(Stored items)
═══

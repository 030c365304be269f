//! Platform layer: POSIX shared memory objects and named semaphores.

mod linux;
mod semaphore;

pub use linux::{map_segment, object_name, unlink_segment};
pub use semaphore::NamedSemaphore;

use std::fmt;

/// How the named objects are obtained at startup.
#[derive(Debug, Clone, Copy, PartialEq, Eq, Default)]
pub enum OpenMode {
    /// Attach to objects the EtherCAT master already created.
    #[default]
    Open,
    /// Create the objects if missing, attach otherwise.
    Create,
}

impl fmt::Display for OpenMode {
    fn fmt(&self, f: &mut fmt::Formatter<'_>) -> fmt::Result {
        match self {
            OpenMode::Open => f.write_str("open"),
            OpenMode::Create => f.write_str("create"),
        }
    }
}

═══

EXERCISE DIRECTIONS:
Could you reproduce every record above exactly as it stands?

ANSWER BELOW:
repository 030c365304be269f
//! Platform layer: POSIX shared memory objects and named semaphores.

mod linux;
mod semaphore;

pub use linux::{map_segment, object_name, unlink_segment};
pub use semaphore::NamedSemaphore;

use std::fmt;

/// How the named objects are obtained at startup.
#[derive(Debug, Clone, Copy, PartialEq, Eq, Default)]
pub enum OpenMode {
    /// Attach to objects the EtherCAT master already created.
    #[default]
    Open,
    /// Create the objects if missing, attach otherwise.
    Create,
}

impl fmt::Display for OpenMode {
    fn fmt(&self, f: &mut fmt::Formatter<'_>) -> fmt::Result {
        match self {
            OpenMode::Open => f.write_str("open"),
            OpenMode::Create => f.write_str("create"),
        }
    }
}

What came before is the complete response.